Portfolio securities listed on a national or foreign securities exchange are
valued on the basis of the last sale on the date the valuation is made.
Securities that are not traded on a particular day or an exchange, are valued at
either (a) the bid price or (b) a valuation within the range considered best to
represent value in the circumstances. Price information on listed securities is
generally taken from the closing price on the exchange where the security is
primarily traded. Other portfolio securities which are traded in the over-the-
counter market are valued at the bid price as long as the bid price, in the
opinion of the Advisor, continues to reflect the value of the security.
Valuations of fixed income and equity securities may be obtained from a pricing
service and/or broker-dealers when such prices are believed to reflect the fair
value of such securities. Use of a pricing service and/or broker-dealers has
been approved by the Board of Trustees.

Futures contracts are valued at their daily quoted settlement price on the
exchange on which they are traded. Forward foreign currency contracts are
valued daily using the mean between the bid and asked forward points added to
the current exchange rate and an unrealized gain or loss is recorded. A Series
realizes a gain or loss upon settlement of the contracts. Swaps will be priced
at fair value based on (1) swap prices provided by broker-dealers; (2) values,
or estimates of values, of the applicable equity indices and foreign rates
underlying the contracts; and (3) consideration of other relevant factors. A
Series' obligation under a swap agreement will be accrued daily (offset by any
amounts owing to the portfolio) and any accrued but unpaid net amounts owed to
a swap counterparty will be covered by the maintenance of a segregated account
consisting of Segregated Assets.
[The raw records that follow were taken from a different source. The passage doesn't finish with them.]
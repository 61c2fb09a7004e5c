// SPDX-License-Identifier: MPL-2.0
// This Source Code Form is subject to the terms of the Mozilla Public
// License, v. 2.0. If a copy of the MPL was not distributed with this
// file, You can obtain one at https://mozilla.org/MPL/2.0/.

//! Error types for the `recirc_pump` library.
//!
//! Pump operations themselves cannot fail: activation and state queries only
//! touch in-memory state and schedule timers. Errors surface while wiring the
//! accessory into its host and while loading configuration.

use thiserror::Error;

use crate::accessory::AccessoryId;
use crate::host::{ServiceHandle, ServiceKind};

/// The main error type for this library.
#[derive(Debug, Error)]
pub enum Error {
    /// The accessory record lacks a service the host must always provide.
    #[error("accessory has no {0} service")]
    MissingService(ServiceKind),

    /// The host has no record for the given accessory.
    #[error("unknown accessory {0}")]
    UnknownAccessory(AccessoryId),

    /// The host does not know the given service handle.
    #[error("unknown service {0}")]
    UnknownService(ServiceHandle),

    /// The accessory was constructed outside of a tokio runtime.
    #[error("no tokio runtime available to schedule pump timers")]
    NoRuntime,

    /// Configuration could not be loaded.
    #[error("configuration error: {0}")]
    Config(#[from] ConfigError),
}

/// Errors related to loading and validating [`PumpConfig`](crate::PumpConfig).
#[derive(Debug, Error)]
pub enum ConfigError {
    /// JSON parsing failed.
    #[error("JSON parse error: {0}")]
    Json(#[from] serde_json::Error),

    /// A delay was configured as zero.
    #[error("{0} must be greater than zero")]
    ZeroDelay(&'static str),

    /// The shutoff delay does not outlast the engagement delay.
    #[error("shutoff delay ({shutoff_ms} ms) must exceed engagement delay ({engagement_ms} ms)")]
    ShutoffBeforeEngagement {
        /// Configured engagement delay in milliseconds.
        engagement_ms: u64,
        /// Configured shutoff delay in milliseconds.
        shutoff_ms: u64,
    },
}

/// A specialized Result type for this library.
pub type Result<T> = std::result::Result<T, Error>;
For valuation purposes, foreign securities
initially expressed in foreign currency values will be converted into U.S.
dollar values using WM/Reuters closing spot rates as of 4:00 p.m. London time.
Securities with a remaining maturity of 60 days or less are valued at amortized
cost, which approximates market value. Fixed income securities having a
remaining maturity of over 60 days are valued at market price. Debt securities
are valued on the basis of prices provided by a pricing service, or at the bid
price where readily available, as long as the bid price, in the opinion of FPS
and the Advisor, continues to reflect the value of the security. Redeemable
securities issued by open-end investment companies are valued using their
respective net asset values for purchase orders placed at the close of the
NYSE. Securities (including over-the-counter options) for which market
quotations are not readily available and other assets are valued at their fair
value as determined in good faith by or under the direction of the Trustees.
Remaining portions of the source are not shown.